Let’s start with some more basic exercises that involve gripping, flexing, and pulling at the steering wheel. Now remember, safety is our first concern. So, make sure that you have adequate focus on the road, and can pull off these basic moves while moving comfortably with the flow of traffic.
1. Ten and Two – This one is all about tension and control! Begin by placing your hands at 10 and 2 on the steering wheel. Now, begin pressing inward with your arms and hands. Keep the tension away from your neck and instead allow your chest muscles to flex during the exercise. Hold this position for 15 seconds and repeat. Now, this exercise can be modified as well. Start at 10 and 2 on the wheel, and move to different positions to work different muscle groups!
2. Oblique Twists – This one is tricky. You’re going to want to hold on to the wheel, and slightly twist your body to the right. You’ll feel your oblique’s tightening up, if you hold the wheel steady for resistance. Hold this position for 15-30 seconds, and then switch sides. This will work out those “love handle” areas, and increase your core strength in the process.

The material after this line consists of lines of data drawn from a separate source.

#[cfg(test)]
pub(crate) mod tests {
    use super::*;
    use crate::rpc::InstructionRecord;
    use serde_json::json;
    use std::str::FromStr;

    fn borsh_string(out: &mut Vec<u8>, value: &str) {
        out.extend_from_slice(&(value.len() as u32).to_le_bytes());
        out.extend_from_slice(value.as_bytes());
    }

    fn padded(value: &str, len: usize) -> String {
        let mut out = value.to_string();
        while out.len() < len {
            out.push('\0');
        }
        out
    }

    /// Metadata account bytes with Metaplex-style NUL padding
    pub(crate) fn registry_account_bytes(name: &str, symbol: &str, uri: &str) -> Vec<u8> {
        let mut out = vec![4u8];
        out.extend_from_slice(&[1u8; 32]);
        out.extend_from_slice(&[2u8; 32]);
        borsh_string(&mut out, &padded(name, 32));
        borsh_string(&mut out, &padded(symbol, 10));
        borsh_string(&mut out, &padded(uri, 200));
        out.extend_from_slice(&[0u8; 16]);
        out
    }

    pub(crate) fn create_instruction_data(name: &str, symbol: &str, uri: &str) -> String {
        let mut out = vec![33u8];
        borsh_string(&mut out, name);
        borsh_string(&mut out, symbol);
        borsh_string(&mut out, uri);
        out.extend_from_slice(&[0u8; 4]);
        bs58::encode(out).into_string()
    }

    fn tx_with_instruction(program_id: &str, data: String) -> ParsedTransaction {
        ParsedTransaction {
            signature: "SIG".to_string(),
            instructions: vec![InstructionRecord {
                program_id: program_id.to_string(),
                accounts: vec![],
                data: Some(data),
            }],
            ..ParsedTransaction::default()
        }
    }

    #[test]
    fn test_decode_registry_trims_padding() {
        let data = registry_account_bytes("Bonk Cat", "BCAT", "https://ipfs.io/ipfs/Qm123");
        let decoded = decode_registry_account(&data).unwrap();
        assert_eq!(decoded.name.as_deref(), Some("Bonk Cat"));
        assert_eq!(decoded.symbol.as_deref(), Some("BCAT"));
        assert_eq!(decoded.uri.as_deref(), Some("https://ipfs.io/ipfs/Qm123"));
    }

    #[test]
    fn test_decode_registry_rejects_garbage() {
        assert!(decode_registry_account(&[4u8; 20]).is_err());
    }

    #[test]
    fn test_nested_properties_win_over_top_level() {
        let doc = json!({
            "name": "Bonk Cat",
            "image": "https://img/cat.png",
            "description": "a cat",
            "website": "https://top.level",
            "twitter": "https://x.com/top",
            "properties": {
                "website": "https://nested.site",
                "telegram": "https://t.me/nested"
            }
        });

        let parsed = parse_offchain(&doc);
        assert_eq!(parsed.image.as_deref(), Some("https://img/cat.png"));
        assert_eq!(parsed.description.as_deref(), Some("a cat"));
        assert_eq!(parsed.socials.website.as_deref(), Some("https://nested.site"));
        assert_eq!(parsed.socials.twitter.as_deref(), Some("https://x.com/top"));
        assert_eq!(parsed.socials.telegram.as_deref(), Some("https://t.me/nested"));
    }

    #[test]
    fn test_missing_socials_are_null() {
        let parsed = parse_offchain(&json!({ "image": "", "properties": { "files": [] } }));
        assert_eq!(parsed.image, None);
        assert_eq!(parsed.socials, SocialLinks::default());
    }

    #[test]
    fn test_extract_from_transaction_borsh() {
        let program = crate::constants::METADATA_PROGRAM_ID;
        let tx = tx_with_instruction(program, create_instruction_data("Moon Bonk", "MBONK", "https://arweave.net/x"));

        let local = extract_from_transaction(&tx, program).unwrap();
        assert_eq!(local.name.as_deref(), Some("Moon Bonk"));
        assert_eq!(local.symbol.as_deref(), Some("MBONK"));
        assert_eq!(local.uri.as_deref(), Some("https://arweave.net/x"));
    }

    #[test]
    fn test_extract_from_transaction_pattern_fallback() {
        let program = crate::constants::METADATA_PROGRAM_ID;
        let payload = r#"{"name":"Json Token","symbol":"JSON","uri":"https://meta/json"}"#;
        let tx = tx_with_instruction(program, bs58::encode(payload.as_bytes()).into_string());

        let local = extract_from_transaction(&tx, program).unwrap();
        assert_eq!(local.name.as_deref(), Some("Json Token"));
        assert_eq!(local.symbol.as_deref(), Some("JSON"));
        assert_eq!(local.uri.as_deref(), Some("https://meta/json"));
    }

    #[test]
    fn test_extract_ignores_other_programs() {
        let tx = tx_with_instruction(
            "11111111111111111111111111111111",
            create_instruction_data("Other", "OTH", "https://x"),
        );
        assert!(extract_from_transaction(&tx, crate::constants::METADATA_PROGRAM_ID).is_none());
    }

    #[test]
    fn test_metadata_pda_uses_program_and_mint() {
        let program = Pubkey::from_str(crate::constants::METADATA_PROGRAM_ID).unwrap();
        let mint = Pubkey::new_unique();
        assert_eq!(derive_metadata_address(&program, &mint), derive_metadata_address(&program, &mint));
        assert_ne!(
            derive_metadata_address(&program, &mint),
            derive_metadata_address(&program, &Pubkey::new_unique())
        );
    }
}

3. Press and Curl – This is actually two different exercises, but we do them in conjunction with each other for two reasons. First, because it makes a work out twice as useful. Second, switching from one to the other allows your muscles to get a little rest between reps. Start the press by keeping your hands on the upper steering wheel and press firmly down. This should engage your triceps. Hold the flex for up to 30 seconds and release. Allow your muscles time to relax by switching to the curl. For the curl, start by placing your hands on the lower steering wheel, and pressing firmly up, as if you were curling the steering wheel. Feel the tension in your biceps and hold the pose for up to 30 seconds before releasing. Alternate these doing sets of 5-10 each.
The steering wheel can be a useful tool when looking to get a little bit of exercise in during those long commutes. However, keep in mind that safety in the automobile is your first priority. Only try these exercises if you are certain you are capable of maintaining driver safety. Additionally, watch out for muscle fatigue. You don’t want to have week biceps and triceps in the vehicle and then need those muscles for emergency operations. See what works for you, and adjust according to your ability level.